[WORK INSTRUCTION] Below are the entries to work from; restate word for word the portion that opens with the line containing "use crate::fitted::Fitted;" and closes with the line containing "pub label: &'static", keeping both.

[DATASET RECORDS]
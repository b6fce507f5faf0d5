//! Formatted terminal output for fit results.

pub mod format;

pub use format::*;
//! Rankings, size histogram, and component spectra.

use serde::Serialize;

use crate::domain::{Charge, Composition, Contribution, Grouping, SizeClass, Uid};
use crate::error::FitError;
use crate::fitted::Fitted;

/// Histogram bins used by `size_distribution`.
pub const DEFAULT_SIZE_BINS: usize = 3;

/// One entry of a ranking.
#[derive(Debug, Clone, Copy, PartialEq, Serialize)]
pub struct RankedEntry {
    pub uid: Uid,
    pub weight: f64,
    /// Weight times integrated intensity.
    pub flux: f64,
}

/// Weight-weighted histogram of carbon counts.
///
/// `edges.len() == counts.len() + 1`.
#[derive(Debug, Clone, PartialEq, Serialize)]
pub struct SizeDistribution {
    pub counts: Vec<f64>,
    pub edges: Vec<f64>,
}

/// Summed spectrum of every entry in one category.
#[derive(Debug, Clone, PartialEq)]
pub struct Component {
    pub label: &'static str,
    pub spectrum: Vec<f64>,
}

impl Fitted {
    /// Entries with non-zero weight, most important first.
    ///
    /// `Weight` ranks by raw weight, `Flux` by share of fitted flux. Ties keep
    /// basis order.
    pub fn sort(&self, by: Contribution) -> Vec<RankedEntry> {
        let flux = self.contributions(Contribution::Flux);
        let mut ranked: Vec<RankedEntry> = self
            .weights()
            .zip(flux)
            .filter(|((_, w), _)| *w > 0.0)
            .map(|((uid, weight), flux)| RankedEntry { uid, weight, flux })
            .collect();

        let key = |e: &RankedEntry| match by {
            Contribution::Weight => e.weight,
            Contribution::Flux => e.flux,
        };
        ranked.sort_by(|a, b| key(b).total_cmp(&key(a)));
        ranked
    }

    pub fn size_distribution(&self) -> SizeDistribution {
        histogram(self.size_samples(), DEFAULT_SIZE_BINS)
    }

    pub fn size_distribution_with(&self, bins: usize) -> Result<SizeDistribution, FitError> {
        if bins == 0 {
            return Err(FitError::InvalidInput("Size distribution needs at least one bin.".to_string()));
        }
        Ok(histogram(self.size_samples(), bins))
    }

    /// Component spectra per category of `grouping`, in category order.
    ///
    /// Categories without any weighted entry are omitted.
    pub fn components(&self, grouping: Grouping) -> Vec<Component> {
        let labels: Vec<&'static str> = match grouping {
            Grouping::Size => SizeClass::ALL.iter().map(|s| s.key()).collect(),
            Grouping::Charge => Charge::ALL.iter().map(|c| c.key()).collect(),
            Grouping::Composition => Composition::ALL.iter().map(|c| c.key()).collect(),
        };
        let n = self.observation().len();

        let mut out: Vec<Component> = labels
            .into_iter()
            .map(|label| Component {
                label,
                spectrum: vec![0.0; n],
            })
            .collect();
        let mut used = vec![false; out.len()];

        for (entry, &w) in self.basis().entries().iter().zip(self.weight_vector()) {
            if w <= 0.0 {
                continue;
            }
            let meta = &entry.metadata;
            let slot = match grouping {
                Grouping::Size => SizeClass::ALL.iter().position(|&s| s == meta.size),
                Grouping::Charge => Charge::ALL.iter().position(|&c| c == meta.charge),
                Grouping::Composition => Composition::ALL.iter().position(|&c| c == meta.composition()),
            };
            let Some(slot) = slot else { continue };
            used[slot] = true;
            for (acc, &v) in out[slot].spectrum.iter_mut().zip(&entry.intensity) {
                *acc += w * v;
            }
        }

        out.into_iter()
            .zip(used)
            .filter_map(|(c, u)| u.then_some(c))
            .collect()
    }

    fn size_samples(&self) -> Vec<(f64, f64)> {
        self.basis()
            .entries()
            .iter()
            .zip(self.weight_vector())
            .filter(|(_, w)| **w > 0.0)
            .map(|(e, &w)| (f64::from(e.metadata.n_c), w))
            .collect()
    }
}

/// Linear-bin histogram of `(value, weight)` samples; last bin is closed.
fn histogram(samples: Vec<(f64, f64)>, bins: usize) -> SizeDistribution {
    let (lo, hi) = if samples.is_empty() {
        (0.0, 1.0)
    } else {
        let min = samples.iter().map(|s| s.0).fold(f64::INFINITY, f64::min);
        let max = samples.iter().map(|s| s.0).fold(f64::NEG_INFINITY, f64::max);
        if max > min { (min, max) } else { (min - 0.5, max + 0.5) }
    };

    let width = (hi - lo) / bins as f64;
    let edges: Vec<f64> = (0..=bins).map(|i| lo + width * i as f64).collect();

    let mut counts = vec![0.0; bins];
    for (value, weight) in samples {
        let idx = (((value - lo) / width).floor().max(0.0) as usize).min(bins - 1);
        counts[idx] += weight;
    }

    SizeDistribution { counts, edges }
}

#[cfg(test)]
mod tests {
    use super::*;
    use crate::fitted::test_support::{entry, fitted_with_weights};
    use crate::domain::Structure;

    fn five_entry_fit() -> Fitted {
        fitted_with_weights(
            vec![
                entry(18, Charge::Neutral, Structure::Solo, 24, false, true, 1.0),
                entry(73, Charge::Cation, Structure::Duo, 32, false, true, 2.0),
                entry(726, Charge::Anion, Structure::Trio, 54, true, false, 0.5),
                entry(2054, Charge::Neutral, Structure::Quartet, 66, false, true, 1.5),
                entry(223, Charge::Cation, Structure::Solo, 96, false, false, 1.0),
            ],
            &[1.0, 0.5, 2.0, 0.0, 1.5],
        )
    }

    #[test]
    fn sort_by_weight_and_flux_differ() {
        // Equal weights; the second entry is brighter.
        let fit = fitted_with_weights(
            vec![
                entry(1, Charge::Neutral, Structure::Solo, 20, false, true, 1.0),
                entry(2, Charge::Neutral, Structure::Solo, 20, false, true, 4.0),
            ],
            &[1.0, 1.0],
        );
        let by_weight: Vec<Uid> = fit.sort(Contribution::Weight).iter().map(|e| e.uid).collect();
        let by_flux: Vec<Uid> = fit.sort(Contribution::Flux).iter().map(|e| e.uid).collect();
        assert_eq!(by_weight, [1, 2]);
        assert_eq!(by_flux, [2, 1]);
        assert_ne!(fit.sort(Contribution::Weight), fit.sort(Contribution::Flux));
    }

    #[test]
    fn sort_skips_zero_weights_and_orders_descending() {
        let ranked = five_entry_fit().sort(Contribution::Weight);
        let uids: Vec<Uid> = ranked.iter().map(|e| e.uid).collect();
        assert_eq!(uids, [726, 223, 18, 73]);
        // flux = weight * integrated intensity (grid spans 3 units)
        assert!((ranked[0].flux - 2.0 * 0.5 * 3.0).abs() < 1e-12);
    }

    #[test]
    fn size_distribution_shape() {
        let dist = five_entry_fit().size_distribution();
        assert_eq!(dist.counts.len(), 3);
        assert_eq!(dist.edges.len(), 4);
        assert_eq!(dist.edges[0], 24.0);
        assert_eq!(dist.edges[3], 96.0);
        // 24, 32 -> first bin; 54 -> second; 96 -> last (closed on the right).
        assert_eq!(dist.counts, vec![1.5, 2.0, 1.5]);
    }

    #[test]
    fn size_distribution_handles_single_size_and_bad_bins() {
        let fit = fitted_with_weights(
            vec![entry(1, Charge::Neutral, Structure::Solo, 24, false, true, 1.0)],
            &[2.0],
        );
        let dist = fit.size_distribution_with(2).unwrap();
        assert_eq!(dist.edges, vec![23.5, 24.0, 24.5]);
        assert_eq!(dist.counts, vec![0.0, 2.0]);
        assert!(fit.size_distribution_with(0).is_err());
    }

    #[test]
    fn components_sum_to_fitted_spectrum() {
        let fit = five_entry_fit();
        let parts = fit.components(Grouping::Charge);
        let labels: Vec<&str> = parts.iter().map(|c| c.label).collect();
        assert_eq!(labels, ["anion", "neutral", "cation"]);

        for i in 0..fit.fitted_spectrum().len() {
            let total: f64 = parts.iter().map(|c| c.spectrum[i]).sum();
            assert!((total - fit.fitted_spectrum()[i]).abs() < 1e-12);
        }

        let composition: Vec<&str> = fit.components(Grouping::Composition).iter().map(|c| c.label).collect();
        assert_eq!(composition, ["pure", "nitrogen", "other"]);
    }
}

[SOLUTION FOR THIS PROBLEM]
use crate::fitted::Fitted;

/// Histogram bins used by `size_distribution`.
pub const DEFAULT_SIZE_BINS: usize = 3;

/// One entry of a ranking.
#[derive(Debug, Clone, Copy, PartialEq, Serialize)]
pub struct RankedEntry {
    pub uid: Uid,
    pub weight: f64,
    /// Weight times integrated intensity.
    pub flux: f64,
}

/// Weight-weighted histogram of carbon counts.
///
/// `edges.len() == counts.len() + 1`.
#[derive(Debug, Clone, PartialEq, Serialize)]
pub struct SizeDistribution {
    pub counts: Vec<f64>,
    pub edges: Vec<f64>,
}

/// Summed spectrum of every entry in one category.
#[derive(Debug, Clone, PartialEq)]
pub struct Component {
    pub label: &'static str,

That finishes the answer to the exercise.